He stood where all the rare voluptuous West,

Like some mad Maenad wine-stained to the breast,

Shot from delirious lips of ruby must

Long, fierce, triumphant smiles wherein hot lust

Swam like a feverish wine exultant tost

High from a golden goblet and so lost.

And all the West, and all the rosy West,

Bathed his frail beauty, hair and throat and breast;

And there he bloomed, a thing of rose and snows,

A passion flower of men of snows and rose

Beneath the casement of her old red tower

Whereat the lady sat, as white a flower

As ever blew in Provence, and the lace,

Mist-like about her hair, half hid her face

And all its moods which his sweet singing raised,

Sad moods that censured it, sweet moods that praised.

And where the white rose climbing over and over

Up to her wide-flung lattice like a lover,

And gladiolas and deep fleurs-de-lis

Held honey-cups up for the violent bee,

Within her garden by the ivied wall,

Where many a fountain falling musical

Flamed fire-fierce in the eve against it flung,

Like some mad nightingale the minstrel sung: -

"The passion, O! of plunging through and through

Lascivious curls star-litten as light dew,

And jeweled thick, as is the bosomed dusk

Dense scintillant with stars!

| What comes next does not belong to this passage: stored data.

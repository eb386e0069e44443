use ahash::{AHashMap, AHashSet};
use parking_lot::{Condvar, Mutex, MutexGuard, RwLock};
use std::sync::Arc;

use super::replacer::{LruReplacer, Replacer};
use crate::catalog::Catalog;
use crate::error::{DbError, DbResult};
use crate::file::{PageId, TableId};
use crate::record::{HeapPage, RecordError, Tuple};
use crate::transaction::{Permissions, TransactionId};

/// A resident page, shared between the pool and its callers
pub type PageRef = Arc<RwLock<HeapPage>>;

/// Page table plus eviction bookkeeping, guarded by one mutex
struct PoolState {
    pages: AHashMap<PageId, PageRef>,
    replacer: Box<dyn Replacer>,
    /// Pages whose disk read is in flight
    loading: AHashSet<PageId>,
}

/// Bounded cache of heap pages keyed by page id
///
/// At most `capacity` pages are resident. A miss on a full pool evicts one page
/// first, writing it back if dirty. Callers must release a page's latch before
/// calling back into the pool.
pub struct BufferPool {
    catalog: Arc<Catalog>,
    capacity: usize,
    state: Mutex<PoolState>,
    loaded: Condvar,
}

impl BufferPool {
    /// Create a pool holding at most `num_pages` pages with LRU eviction
    pub fn new(catalog: Arc<Catalog>, num_pages: usize) -> Self {
        Self::with_replacer(catalog, num_pages, Box::new(LruReplacer::new()))
    }

    pub fn with_replacer(
        catalog: Arc<Catalog>,
        num_pages: usize,
        replacer: Box<dyn Replacer>,
    ) -> Self {
        Self {
            catalog,
            capacity: num_pages,
            state: Mutex::new(PoolState {
                pages: AHashMap::with_capacity(num_pages),
                replacer,
                loading: AHashSet::new(),
            }),
            loaded: Condvar::new(),
        }
    }

    pub fn catalog(&self) -> &Arc<Catalog> {
        &self.catalog
    }

    /// Fetch a page, loading it from its table's file on a miss
    ///
    /// `perm` is accepted for the locking protocol but not enforced.
    pub fn get_page(
        &self,
        _tid: TransactionId,
        page_id: PageId,
        _perm: Permissions,
    ) -> DbResult<PageRef> {
        let (_state, page) = self.fetch(page_id)?;
        Ok(page)
    }

    /// Fetch a page and run `f` on it under its write latch
    ///
    /// `f` returns whether it changed the page; a changed page is marked dirty for
    /// `tid` before the pool lock is released, so it can never be evicted with the
    /// change unwritten. Returns the page when it was changed.
    pub fn update_page<F>(
        &self,
        tid: TransactionId,
        page_id: PageId,
        f: F,
    ) -> DbResult<Option<PageRef>>
    where
        F: FnOnce(&mut HeapPage) -> DbResult<bool>,
    {
        let (_state, page) = self.fetch(page_id)?;

        let mut guard = page.write();
        if !f(&mut guard)? {
            return Ok(None);
        }
        guard.mark_dirty(true, tid);
        drop(guard);

        Ok(Some(page))
    }

    /// Resolve `page_id` to its resident copy, returning it with the pool lock still held
    ///
    /// The disk read on a miss runs without the pool lock. The page id is marked as
    /// loading meanwhile, and other misses on it wait for that load instead of
    /// reading a second copy.
    fn fetch(&self, page_id: PageId) -> DbResult<(MutexGuard<'_, PoolState>, PageRef)> {
        let mut state = self.state.lock();

        loop {
            if let Some(page) = state.pages.get(&page_id).cloned() {
                state.replacer.record_access(page_id);
                return Ok((state, page));
            }
            if !state.loading.contains(&page_id) {
                break;
            }
            self.loaded.wait(&mut state);
        }

        let file = self.catalog.database_file(page_id.table_id())?;
        state.loading.insert(page_id);
        let read = MutexGuard::unlocked(&mut state, || file.read_page(page_id));
        state.loading.remove(&page_id);
        self.loaded.notify_all();

        let page = Arc::new(RwLock::new(read?));
        if state.pages.len() >= self.capacity {
            self.evict_page(&mut state)?;
        }
        state.pages.insert(page_id, Arc::clone(&page));
        state.replacer.record_access(page_id);
        Ok((state, page))
    }

    /// Lock release hook; no page locks are taken yet
    pub fn release_page(&self, _tid: TransactionId, _page_id: PageId) {}

    /// Always false until page locking exists
    pub fn holds_lock(&self, _tid: TransactionId, _page_id: PageId) -> bool {
        false
    }

    /// Commit/abort hook; no transactional state is kept yet
    pub fn transaction_complete(&self, _tid: TransactionId, _commit: bool) -> DbResult<()> {
        Ok(())
    }

    /// Insert `tuple` into `table_id`, marking the touched page dirty and keeping it resident
    pub fn insert_tuple(
        &self,
        tid: TransactionId,
        table_id: TableId,
        tuple: &mut Tuple,
    ) -> DbResult<()> {
        let file = self.catalog.database_file(table_id)?;
        let pages = file.insert_tuple(self, tid, tuple)?;
        self.adopt_dirty(tid, pages)
    }

    /// Delete `tuple` from the table its record id points into
    pub fn delete_tuple(&self, tid: TransactionId, tuple: &mut Tuple) -> DbResult<()> {
        let rid = tuple.record_id().ok_or(RecordError::NotPlaced)?;
        let file = self.catalog.database_file(rid.page_id.table_id())?;
        let pages = file.delete_tuple(self, tid, tuple)?;
        self.adopt_dirty(tid, pages)
    }

    /// Re-mark pages a file reported as changed
    ///
    /// Only the resident copy is touched. A reported page that is no longer
    /// resident was written back when it was evicted.
    fn adopt_dirty(&self, tid: TransactionId, pages: Vec<PageRef>) -> DbResult<()> {
        let mut state = self.state.lock();
        for page in pages {
            let page_id = page.read().id();
            let resident = state
                .pages
                .get(&page_id)
                .is_some_and(|cached| Arc::ptr_eq(cached, &page));
            if resident {
                page.write().mark_dirty(true, tid);
                state.replacer.record_access(page_id);
            }
        }
        Ok(())
    }

    /// Write one resident page back if dirty; absent pages are a no-op
    pub fn flush_page(&self, page_id: PageId) -> DbResult<()> {
        let state = self.state.lock();
        self.write_back(&state, page_id)
    }

    /// Write back every dirty resident page, then sync the files written to
    pub fn flush_all_pages(&self) -> DbResult<()> {
        let state = self.state.lock();

        let mut dirty: Vec<PageId> = state
            .pages
            .iter()
            .filter(|(_, page)| page.read().is_dirty().is_some())
            .map(|(page_id, _)| *page_id)
            .collect();
        dirty.sort();

        let mut tables: Vec<TableId> = Vec::new();
        for page_id in dirty {
            self.write_back(&state, page_id)?;
            if !tables.contains(&page_id.table_id()) {
                tables.push(page_id.table_id());
            }
        }

        for table_id in tables {
            self.catalog.database_file(table_id)?.sync()?;
        }
        Ok(())
    }

    /// Write back the resident pages last dirtied by `tid`
    pub fn flush_pages(&self, tid: TransactionId) -> DbResult<()> {
        let state = self.state.lock();

        let mut owned: Vec<PageId> = state
            .pages
            .iter()
            .filter(|(_, page)| page.read().is_dirty() == Some(tid))
            .map(|(page_id, _)| *page_id)
            .collect();
        owned.sort();

        for page_id in owned {
            self.write_back(&state, page_id)?;
        }
        Ok(())
    }

    /// Drop a page from the pool without writing it back
    pub fn discard_page(&self, page_id: PageId) {
        let mut state = self.state.lock();
        state.pages.remove(&page_id);
        state.replacer.remove(page_id);
    }

    pub fn capacity(&self) -> usize {
        self.capacity
    }

    pub fn resident_count(&self) -> usize {
        self.state.lock().pages.len()
    }

    pub fn is_cached(&self, page_id: PageId) -> bool {
        self.state.lock().pages.contains_key(&page_id)
    }

    pub fn dirty_page_count(&self) -> usize {
        self.state
            .lock()
            .pages
            .values()
            .filter(|page| page.read().is_dirty().is_some())
            .count()
    }

    fn write_back(&self, state: &PoolState, page_id: PageId) -> DbResult<()> {
        let Some(page) = state.pages.get(&page_id) else {
            return Ok(());
        };

        let mut page = page.write();
        if let Some(tid) = page.is_dirty() {
            let file = self.catalog.database_file(page_id.table_id())?;
            file.write_page(&page)?;
            page.mark_dirty(false, tid);
        }
        Ok(())
    }

    /// Remove one page, trying victims in replacer order
    ///
    /// A dirty victim whose write-back fails stays resident and the next
    /// candidate is tried.
    fn evict_page(&self, state: &mut PoolState) -> DbResult<()> {
        for victim in state.replacer.candidates() {
            match self.write_back(state, victim) {
                Ok(()) => {
                    state.pages.remove(&victim);
                    state.replacer.remove(victim);
                    return Ok(());
                }
                Err(err) => {
                    eprintln!("warning: cannot evict page {}: {}", victim, err);
                }
            }
        }

        Err(DbError::BufferPoolExhausted {
            capacity: self.capacity,
        })
    }
}

impl Drop for BufferPool {
    fn drop(&mut self) {
        if let Err(err) = self.flush_all_pages() {
            eprintln!("warning: buffer pool flush on drop failed: {}", err);
        }
    }
}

Oh frenzy rare

Of twisting curling fingers in thy hair!

No touch of balm-beat winds from torrid seas

Were half so satin-soft in sorceries!

No god-like life so sweet as lost to lie

Wrapped strand on strand deep in such hair and die,

Ah love, sweet love!

"The mounting madness and the rapturous pain

With fingers wound in thick, cool curls to strain

All the wild sight deep in thy perilous eyes

So agate polished, where the thoughts that rise

Warm in the heart, like on a witch's glass

Must forth in pictures beautiful and pass;

No Siren sweetness wailed to lyres of gold,

No naked beauty that the Greeks of old

God-bosomed thro' the bursting foam did see

Were potent, love, to tear mine eyes from thee,

Ah love, sweet love!

"Far o'er the sea of old time once a witch,

The fair an, Circe, dwelt, so rich

In marvelous magic, cruel as a god,

She made or unmade lovers at a nod;

Ah, bitter love that made all loves but brute! -

Ah, bitterer thou who mak'st my heart a lute

To lie and languish for thee sad and mute,

Strung high for utterance of the sweetest lay,

Such magic music as Acrasia

And all her lovers swooned to utter bliss, -

And then not wake it with a single kiss,

Ah! cruel, cruel love!"

Knee-deep within the dew-damp grasses there,

Against the stars, that now were everywhere

Flung thro' the perfumed heav'ns of angel hands,

And, linked in tangled labyrinths of bands

Of soft rose-hearted flame and glimmer, rolled

One vast immensity of mazy gold,

He sang, like some hurt creature desolate,

Heart-aching for the loss of some wild mate

Hounded and speared to death of heartless men

In old romantic Arden waste; and then

Turned to the one white star, - which like a stone

Of precious worth low on the heaven shone, -

A white, sweet, lovely face and passed away

From the warm flowers and the fountains' spray.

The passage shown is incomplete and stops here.